◆ Supplied material
- - -
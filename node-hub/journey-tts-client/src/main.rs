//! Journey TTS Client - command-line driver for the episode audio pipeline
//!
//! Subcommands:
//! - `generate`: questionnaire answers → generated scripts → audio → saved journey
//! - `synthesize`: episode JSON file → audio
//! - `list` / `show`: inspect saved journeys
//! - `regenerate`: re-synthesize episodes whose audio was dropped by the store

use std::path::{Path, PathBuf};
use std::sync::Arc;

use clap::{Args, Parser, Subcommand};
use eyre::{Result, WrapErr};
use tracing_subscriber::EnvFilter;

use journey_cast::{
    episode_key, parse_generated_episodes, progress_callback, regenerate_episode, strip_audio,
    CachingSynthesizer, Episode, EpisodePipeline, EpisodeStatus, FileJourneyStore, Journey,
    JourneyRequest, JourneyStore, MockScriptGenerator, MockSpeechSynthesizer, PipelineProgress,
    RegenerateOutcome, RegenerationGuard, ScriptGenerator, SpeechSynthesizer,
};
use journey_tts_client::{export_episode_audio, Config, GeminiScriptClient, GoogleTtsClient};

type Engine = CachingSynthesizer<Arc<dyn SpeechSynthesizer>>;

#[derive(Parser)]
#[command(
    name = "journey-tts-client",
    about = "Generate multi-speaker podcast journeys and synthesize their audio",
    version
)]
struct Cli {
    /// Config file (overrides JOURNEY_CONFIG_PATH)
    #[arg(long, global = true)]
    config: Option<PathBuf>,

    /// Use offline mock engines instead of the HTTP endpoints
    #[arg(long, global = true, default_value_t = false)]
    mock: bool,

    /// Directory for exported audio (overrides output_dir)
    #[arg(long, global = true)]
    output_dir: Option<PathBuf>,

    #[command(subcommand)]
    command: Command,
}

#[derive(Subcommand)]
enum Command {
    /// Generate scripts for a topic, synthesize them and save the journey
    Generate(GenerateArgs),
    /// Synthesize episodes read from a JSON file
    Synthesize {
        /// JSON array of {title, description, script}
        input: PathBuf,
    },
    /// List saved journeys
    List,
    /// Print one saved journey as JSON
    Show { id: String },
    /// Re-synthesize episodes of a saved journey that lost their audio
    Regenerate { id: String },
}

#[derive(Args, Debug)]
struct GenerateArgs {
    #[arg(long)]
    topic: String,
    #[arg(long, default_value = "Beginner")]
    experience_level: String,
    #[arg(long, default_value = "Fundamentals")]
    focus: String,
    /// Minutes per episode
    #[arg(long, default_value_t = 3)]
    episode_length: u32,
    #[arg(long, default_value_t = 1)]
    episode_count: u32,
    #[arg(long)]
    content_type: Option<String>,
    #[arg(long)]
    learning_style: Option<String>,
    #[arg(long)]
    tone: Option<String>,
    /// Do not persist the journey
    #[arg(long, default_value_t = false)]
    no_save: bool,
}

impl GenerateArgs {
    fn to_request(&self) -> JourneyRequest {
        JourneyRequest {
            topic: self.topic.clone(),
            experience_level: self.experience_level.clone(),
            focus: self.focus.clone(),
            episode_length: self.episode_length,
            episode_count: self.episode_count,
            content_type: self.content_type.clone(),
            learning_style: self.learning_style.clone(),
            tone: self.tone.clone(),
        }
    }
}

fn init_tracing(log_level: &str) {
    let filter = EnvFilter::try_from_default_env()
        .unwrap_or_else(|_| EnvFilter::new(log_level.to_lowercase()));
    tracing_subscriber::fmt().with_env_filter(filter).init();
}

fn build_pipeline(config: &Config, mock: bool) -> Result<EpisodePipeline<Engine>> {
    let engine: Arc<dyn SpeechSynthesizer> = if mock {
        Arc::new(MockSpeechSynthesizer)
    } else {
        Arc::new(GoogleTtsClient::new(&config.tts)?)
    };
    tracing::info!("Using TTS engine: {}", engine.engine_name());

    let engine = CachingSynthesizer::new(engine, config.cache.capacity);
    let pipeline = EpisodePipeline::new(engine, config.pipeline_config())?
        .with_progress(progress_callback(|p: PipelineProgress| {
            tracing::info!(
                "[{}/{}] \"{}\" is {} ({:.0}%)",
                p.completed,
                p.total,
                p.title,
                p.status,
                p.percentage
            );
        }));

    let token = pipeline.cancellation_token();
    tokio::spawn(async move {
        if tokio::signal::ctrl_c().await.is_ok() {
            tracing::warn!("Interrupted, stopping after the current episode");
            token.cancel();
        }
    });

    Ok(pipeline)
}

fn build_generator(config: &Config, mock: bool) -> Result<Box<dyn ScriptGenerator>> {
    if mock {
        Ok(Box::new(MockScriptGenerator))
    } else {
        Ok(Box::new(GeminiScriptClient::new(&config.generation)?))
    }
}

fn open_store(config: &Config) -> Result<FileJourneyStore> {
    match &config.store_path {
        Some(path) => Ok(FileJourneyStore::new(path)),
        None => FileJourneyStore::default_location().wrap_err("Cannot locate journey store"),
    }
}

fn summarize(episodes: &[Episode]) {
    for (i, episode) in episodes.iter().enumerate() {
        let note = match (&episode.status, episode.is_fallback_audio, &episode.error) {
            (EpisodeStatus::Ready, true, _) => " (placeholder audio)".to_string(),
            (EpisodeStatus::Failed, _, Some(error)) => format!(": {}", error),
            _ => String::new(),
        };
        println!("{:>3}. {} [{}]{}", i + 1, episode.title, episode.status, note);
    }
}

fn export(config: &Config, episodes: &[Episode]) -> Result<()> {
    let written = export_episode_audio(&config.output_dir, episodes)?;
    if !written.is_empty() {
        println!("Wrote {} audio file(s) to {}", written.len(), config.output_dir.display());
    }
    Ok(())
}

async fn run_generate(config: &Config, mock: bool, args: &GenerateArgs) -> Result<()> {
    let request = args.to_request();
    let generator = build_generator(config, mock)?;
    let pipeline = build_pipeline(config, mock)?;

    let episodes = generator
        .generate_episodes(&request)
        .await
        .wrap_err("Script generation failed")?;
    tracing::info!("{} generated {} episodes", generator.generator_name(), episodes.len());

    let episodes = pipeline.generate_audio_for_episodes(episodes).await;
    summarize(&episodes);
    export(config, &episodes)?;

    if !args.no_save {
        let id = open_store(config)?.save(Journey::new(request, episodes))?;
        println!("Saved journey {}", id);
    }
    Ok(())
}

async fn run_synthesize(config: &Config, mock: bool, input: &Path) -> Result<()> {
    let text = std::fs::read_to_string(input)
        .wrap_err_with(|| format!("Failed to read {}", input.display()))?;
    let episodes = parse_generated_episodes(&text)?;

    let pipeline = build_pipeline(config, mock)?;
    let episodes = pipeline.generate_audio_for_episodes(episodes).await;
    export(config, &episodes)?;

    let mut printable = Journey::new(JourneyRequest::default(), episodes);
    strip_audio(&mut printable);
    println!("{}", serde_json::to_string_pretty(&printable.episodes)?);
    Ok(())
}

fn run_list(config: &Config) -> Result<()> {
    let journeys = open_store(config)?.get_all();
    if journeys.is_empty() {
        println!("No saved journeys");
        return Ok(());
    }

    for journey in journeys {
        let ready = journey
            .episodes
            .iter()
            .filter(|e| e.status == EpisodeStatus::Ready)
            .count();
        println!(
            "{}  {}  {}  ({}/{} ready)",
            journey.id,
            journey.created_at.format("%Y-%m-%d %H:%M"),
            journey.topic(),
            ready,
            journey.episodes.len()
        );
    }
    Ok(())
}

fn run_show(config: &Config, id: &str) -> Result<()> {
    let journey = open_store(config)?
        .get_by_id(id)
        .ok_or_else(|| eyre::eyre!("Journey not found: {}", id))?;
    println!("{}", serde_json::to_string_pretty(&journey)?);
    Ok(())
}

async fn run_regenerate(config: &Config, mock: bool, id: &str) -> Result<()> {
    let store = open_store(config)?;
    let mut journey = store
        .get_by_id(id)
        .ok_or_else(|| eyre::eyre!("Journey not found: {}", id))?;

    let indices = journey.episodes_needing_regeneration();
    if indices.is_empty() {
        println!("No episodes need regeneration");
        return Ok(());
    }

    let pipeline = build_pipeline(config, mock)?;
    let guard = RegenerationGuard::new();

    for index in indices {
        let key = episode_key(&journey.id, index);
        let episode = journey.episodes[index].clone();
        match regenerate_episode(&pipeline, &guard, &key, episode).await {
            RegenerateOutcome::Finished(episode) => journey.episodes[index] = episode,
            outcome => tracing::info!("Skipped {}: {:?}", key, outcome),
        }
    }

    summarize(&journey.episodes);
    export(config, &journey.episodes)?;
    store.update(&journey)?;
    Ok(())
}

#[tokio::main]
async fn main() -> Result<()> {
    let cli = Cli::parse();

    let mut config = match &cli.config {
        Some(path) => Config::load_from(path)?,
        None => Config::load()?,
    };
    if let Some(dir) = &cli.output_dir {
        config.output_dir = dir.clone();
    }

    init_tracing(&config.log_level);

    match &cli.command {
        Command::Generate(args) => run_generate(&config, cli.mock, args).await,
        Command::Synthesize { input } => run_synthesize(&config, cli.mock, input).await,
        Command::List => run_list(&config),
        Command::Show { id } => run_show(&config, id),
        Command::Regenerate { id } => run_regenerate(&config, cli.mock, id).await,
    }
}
- - -
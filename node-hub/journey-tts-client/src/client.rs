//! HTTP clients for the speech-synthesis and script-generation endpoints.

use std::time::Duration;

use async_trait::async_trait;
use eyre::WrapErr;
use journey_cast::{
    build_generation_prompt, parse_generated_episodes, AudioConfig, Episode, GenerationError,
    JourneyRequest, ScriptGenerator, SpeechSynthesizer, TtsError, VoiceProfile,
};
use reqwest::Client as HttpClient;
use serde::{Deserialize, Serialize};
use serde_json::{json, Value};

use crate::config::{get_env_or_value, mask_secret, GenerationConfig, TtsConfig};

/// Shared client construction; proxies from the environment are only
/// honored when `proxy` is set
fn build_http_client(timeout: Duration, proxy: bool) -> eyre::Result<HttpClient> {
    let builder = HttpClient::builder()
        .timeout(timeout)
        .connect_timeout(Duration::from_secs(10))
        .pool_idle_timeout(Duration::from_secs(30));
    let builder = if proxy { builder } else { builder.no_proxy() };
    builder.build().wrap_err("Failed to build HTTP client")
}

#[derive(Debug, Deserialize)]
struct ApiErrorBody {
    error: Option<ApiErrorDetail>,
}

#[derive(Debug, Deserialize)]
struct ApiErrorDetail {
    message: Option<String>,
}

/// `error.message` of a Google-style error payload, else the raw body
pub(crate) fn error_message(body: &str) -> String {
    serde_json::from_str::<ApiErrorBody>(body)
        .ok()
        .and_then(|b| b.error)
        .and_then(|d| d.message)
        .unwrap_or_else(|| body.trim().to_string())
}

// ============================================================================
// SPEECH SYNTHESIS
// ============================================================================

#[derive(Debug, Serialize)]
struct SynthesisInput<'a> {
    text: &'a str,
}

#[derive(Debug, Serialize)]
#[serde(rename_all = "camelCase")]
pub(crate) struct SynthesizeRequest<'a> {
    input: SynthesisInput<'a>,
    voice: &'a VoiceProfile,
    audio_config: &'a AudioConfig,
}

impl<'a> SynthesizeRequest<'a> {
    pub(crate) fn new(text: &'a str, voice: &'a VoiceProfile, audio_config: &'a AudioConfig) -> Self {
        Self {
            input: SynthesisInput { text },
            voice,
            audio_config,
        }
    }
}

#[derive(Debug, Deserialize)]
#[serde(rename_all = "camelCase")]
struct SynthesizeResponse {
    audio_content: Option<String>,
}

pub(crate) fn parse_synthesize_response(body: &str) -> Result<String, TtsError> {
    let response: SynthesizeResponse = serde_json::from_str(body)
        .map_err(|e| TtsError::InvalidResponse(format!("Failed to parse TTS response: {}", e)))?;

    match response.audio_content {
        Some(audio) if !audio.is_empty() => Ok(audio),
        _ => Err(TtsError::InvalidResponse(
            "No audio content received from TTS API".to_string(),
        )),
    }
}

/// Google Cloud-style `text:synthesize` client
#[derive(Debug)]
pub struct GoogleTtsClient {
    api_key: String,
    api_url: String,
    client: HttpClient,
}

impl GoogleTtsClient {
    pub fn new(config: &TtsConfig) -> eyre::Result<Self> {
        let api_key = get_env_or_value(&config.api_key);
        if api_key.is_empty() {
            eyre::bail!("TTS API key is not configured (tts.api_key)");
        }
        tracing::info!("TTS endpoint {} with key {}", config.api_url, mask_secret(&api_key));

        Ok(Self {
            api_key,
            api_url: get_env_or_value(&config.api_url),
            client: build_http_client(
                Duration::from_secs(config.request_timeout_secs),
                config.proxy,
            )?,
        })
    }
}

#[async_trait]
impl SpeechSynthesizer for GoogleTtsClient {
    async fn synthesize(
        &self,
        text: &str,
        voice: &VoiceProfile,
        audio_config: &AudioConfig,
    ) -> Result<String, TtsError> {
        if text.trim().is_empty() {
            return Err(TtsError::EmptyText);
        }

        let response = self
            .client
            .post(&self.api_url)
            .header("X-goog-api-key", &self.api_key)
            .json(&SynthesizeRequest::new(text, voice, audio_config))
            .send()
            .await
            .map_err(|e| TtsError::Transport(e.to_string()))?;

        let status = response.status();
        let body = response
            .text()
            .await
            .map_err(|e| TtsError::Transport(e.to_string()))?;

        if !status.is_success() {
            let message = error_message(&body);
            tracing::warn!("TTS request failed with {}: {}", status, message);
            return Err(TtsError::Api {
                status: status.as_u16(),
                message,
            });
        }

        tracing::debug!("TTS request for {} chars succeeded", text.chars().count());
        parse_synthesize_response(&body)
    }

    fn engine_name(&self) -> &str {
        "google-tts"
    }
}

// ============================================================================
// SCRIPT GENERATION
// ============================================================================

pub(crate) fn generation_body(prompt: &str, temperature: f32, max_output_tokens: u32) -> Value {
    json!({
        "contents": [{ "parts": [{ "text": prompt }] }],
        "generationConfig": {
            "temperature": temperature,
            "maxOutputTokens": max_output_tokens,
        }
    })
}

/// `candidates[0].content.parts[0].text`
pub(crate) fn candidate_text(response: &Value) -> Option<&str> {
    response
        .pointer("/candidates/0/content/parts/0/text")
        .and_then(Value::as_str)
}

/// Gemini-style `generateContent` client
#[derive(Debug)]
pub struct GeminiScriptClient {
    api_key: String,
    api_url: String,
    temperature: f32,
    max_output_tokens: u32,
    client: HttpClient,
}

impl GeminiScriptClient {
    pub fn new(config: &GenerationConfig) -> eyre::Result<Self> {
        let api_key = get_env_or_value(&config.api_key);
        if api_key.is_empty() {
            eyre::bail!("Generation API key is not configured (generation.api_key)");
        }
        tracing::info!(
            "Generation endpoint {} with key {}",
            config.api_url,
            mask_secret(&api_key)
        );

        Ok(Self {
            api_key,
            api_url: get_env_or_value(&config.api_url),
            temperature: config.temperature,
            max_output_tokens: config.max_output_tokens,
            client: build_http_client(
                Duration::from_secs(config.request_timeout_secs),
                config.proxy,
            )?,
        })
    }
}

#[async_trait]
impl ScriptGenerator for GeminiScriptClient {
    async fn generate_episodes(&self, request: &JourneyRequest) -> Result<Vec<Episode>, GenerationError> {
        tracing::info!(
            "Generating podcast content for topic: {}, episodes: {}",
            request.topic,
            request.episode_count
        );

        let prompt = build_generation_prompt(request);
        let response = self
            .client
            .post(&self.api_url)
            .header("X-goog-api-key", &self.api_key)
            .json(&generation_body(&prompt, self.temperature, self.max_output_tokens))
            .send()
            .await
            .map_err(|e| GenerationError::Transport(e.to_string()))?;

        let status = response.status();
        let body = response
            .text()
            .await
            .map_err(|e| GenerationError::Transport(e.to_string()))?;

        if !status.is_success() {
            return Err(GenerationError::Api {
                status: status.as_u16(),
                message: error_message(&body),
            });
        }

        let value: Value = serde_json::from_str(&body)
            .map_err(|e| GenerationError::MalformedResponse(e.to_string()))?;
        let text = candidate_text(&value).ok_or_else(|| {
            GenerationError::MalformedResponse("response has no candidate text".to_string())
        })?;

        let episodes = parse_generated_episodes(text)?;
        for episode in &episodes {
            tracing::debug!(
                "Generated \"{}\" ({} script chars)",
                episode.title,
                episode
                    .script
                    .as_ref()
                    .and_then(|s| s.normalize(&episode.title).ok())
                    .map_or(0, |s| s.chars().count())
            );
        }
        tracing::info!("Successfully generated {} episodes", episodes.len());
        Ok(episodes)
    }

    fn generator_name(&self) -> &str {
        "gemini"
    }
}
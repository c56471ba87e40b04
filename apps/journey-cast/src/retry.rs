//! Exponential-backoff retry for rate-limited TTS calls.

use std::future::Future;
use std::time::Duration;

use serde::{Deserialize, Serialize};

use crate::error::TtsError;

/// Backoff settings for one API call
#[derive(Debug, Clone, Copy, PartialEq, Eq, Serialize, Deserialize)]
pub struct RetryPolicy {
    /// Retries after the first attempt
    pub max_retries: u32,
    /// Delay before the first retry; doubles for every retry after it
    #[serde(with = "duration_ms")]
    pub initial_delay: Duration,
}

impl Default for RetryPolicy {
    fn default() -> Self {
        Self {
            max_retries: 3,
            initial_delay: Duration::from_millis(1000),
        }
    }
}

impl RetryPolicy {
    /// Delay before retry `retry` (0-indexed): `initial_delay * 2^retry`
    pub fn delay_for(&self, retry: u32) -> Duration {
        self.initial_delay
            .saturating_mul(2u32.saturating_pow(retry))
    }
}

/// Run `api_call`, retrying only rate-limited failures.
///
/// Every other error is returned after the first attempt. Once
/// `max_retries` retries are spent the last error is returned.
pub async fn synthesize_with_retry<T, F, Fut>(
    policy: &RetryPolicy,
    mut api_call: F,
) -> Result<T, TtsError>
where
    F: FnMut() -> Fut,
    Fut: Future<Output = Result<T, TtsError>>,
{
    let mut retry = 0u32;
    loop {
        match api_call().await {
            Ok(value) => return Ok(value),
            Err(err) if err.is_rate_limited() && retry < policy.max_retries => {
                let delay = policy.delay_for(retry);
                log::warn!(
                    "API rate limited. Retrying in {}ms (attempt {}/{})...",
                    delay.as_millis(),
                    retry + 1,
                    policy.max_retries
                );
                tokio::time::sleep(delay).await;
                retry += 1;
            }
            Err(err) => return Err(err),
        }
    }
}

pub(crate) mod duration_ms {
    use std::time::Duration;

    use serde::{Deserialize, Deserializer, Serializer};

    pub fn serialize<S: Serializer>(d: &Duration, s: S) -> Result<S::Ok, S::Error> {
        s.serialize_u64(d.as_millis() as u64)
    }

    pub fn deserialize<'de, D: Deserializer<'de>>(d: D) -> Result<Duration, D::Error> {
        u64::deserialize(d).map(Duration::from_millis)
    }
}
- - -
Find all lines holding the word "after" in the records above and copy them.

◆ Task solution
            tracing::warn!("Interrupted, stopping after the current episode");
    /// Retries after the first attempt
    /// Delay before the first retry; doubles for every retry after it
/// Every other error is returned after the first attempt. Once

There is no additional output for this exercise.